The FBI is determined to use all of our tools and resources to help victims, whether we’re talking about single individuals or whether they number in the thousands.
When the FBI determined the Chinese had executed the Hafnium attack to install backdoors into at least 10,000 U.S. and international partner networks and computers, we worked with a private sector partner to conduct the arduous task of identifying those victims using only IP addresses, including developing a custom tool for the task. We then employed advanced analytics to geolocate victims to specific field offices and legal attaché offices, and triaged over 1,700 victim notifications. And when some system owners weren’t able to remove the Chinese government’s backdoors themselves, we executed a first-of-its-kind, surgical, court-authorized operation, copying and removing the harmful code from hundreds of vulnerable computers—slamming those backdoors shut.
That example illustrates how today’s FBI views success: disruption of our adversaries by leveraging our capabilities, tools, and resources to get ahead of and thwart cyber attacks as early as possible.
As these examples demonstrate, a lot of good can come from mutual trust and working together—from strong partnership. And strong public and private sector partners not only help us at the FBI get ahead of the threat and aid in recovery, but they also help us leverage our traditional law enforcement authorities to further our disruption goals—not just arresting and extraditing more hackers, but dismantling their infrastructure and seizing their funds. Through seizures, we can also help a company recover funds that would otherwise be lost.
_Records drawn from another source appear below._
use crate::adapters::outbound::formatters::{HtmlFormatter, JsonFormatter, MarkdownFormatter};
use crate::application::dto::OutputFormat;
use crate::ports::outbound::ReportFormatter;

/// Factory selecting the formatter adapter for a report flavor
pub struct FormatterFactory;

impl FormatterFactory {
    /// Creates a formatter for `format`
    ///
    /// # Examples
    /// ```
    /// use dep_report::application::dto::OutputFormat;
    /// use dep_report::application::factories::FormatterFactory;
    ///
    /// let formatter = FormatterFactory::create(OutputFormat::Html);
    /// ```
    pub fn create(format: OutputFormat) -> Box<dyn ReportFormatter> {
        match format {
            OutputFormat::Html => Box::new(HtmlFormatter::new()),
            OutputFormat::Markdown => Box::new(MarkdownFormatter::new()),
            OutputFormat::Json => Box::new(JsonFormatter::new()),
        }
    }

    pub fn progress_message(format: OutputFormat) -> &'static str {
        match format {
            OutputFormat::Html => "📝 Rendering HTML report...",
            OutputFormat::Markdown => "📝 Rendering Markdown report...",
            OutputFormat::Json => "📝 Rendering JSON report...",
        }
    }
}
For instance, from January through November 2022, our Internet Crime Complaint Center’s Recovery Asset Team used the Financial Fraud Kill Chain over two thousand times, successfully freezing more than $328 million—a 74% success rate—that could then be returned to individuals and businesses who had been defrauded.
Greed is a primary motivator of the cyber threat, and by hitting cyber actors where it hurts—their wallets—we can disincentivize more attacks before they occur.
A few weeks ago, we announced the arrest of a Russian national who administered the Bitzlato Limited cryptocurrency exchange, which laundered over $15 million in ransomware proceeds and over $700 million in darknet illicit transactions. At the same time, we worked with our international law enforcement partners to seize Bitzlato’s servers and execute additional arrests. Cryptocurrency exchanges like Bitzlato are a vital part of the infrastructure cybercriminals use to launder the funds extorted from their victims. In thinking about how we, at the FBI, can have the most durable disruptive impact, our goal is not only to take away the motivation for ransomware attacks, but also to deprive ransomware groups of the resources they need to successfully conduct these attacks.
Conclusion and Partnerships
Bottom line: We believe in using every tool we’ve got to protect American innovation and critical infrastructure, but, as I said before, that’s not something the FBI can do alone.
That’s a big reason conferences like this—focused on building a dialogue between the public and private sector on current and emerging threats—are so important to the Bureau. They build the partnerships necessary for us to understand and stay ahead of the threat.
So, again, thank you for inviting me to kickstart the discussions today. Now, let’s turn this into a conversation.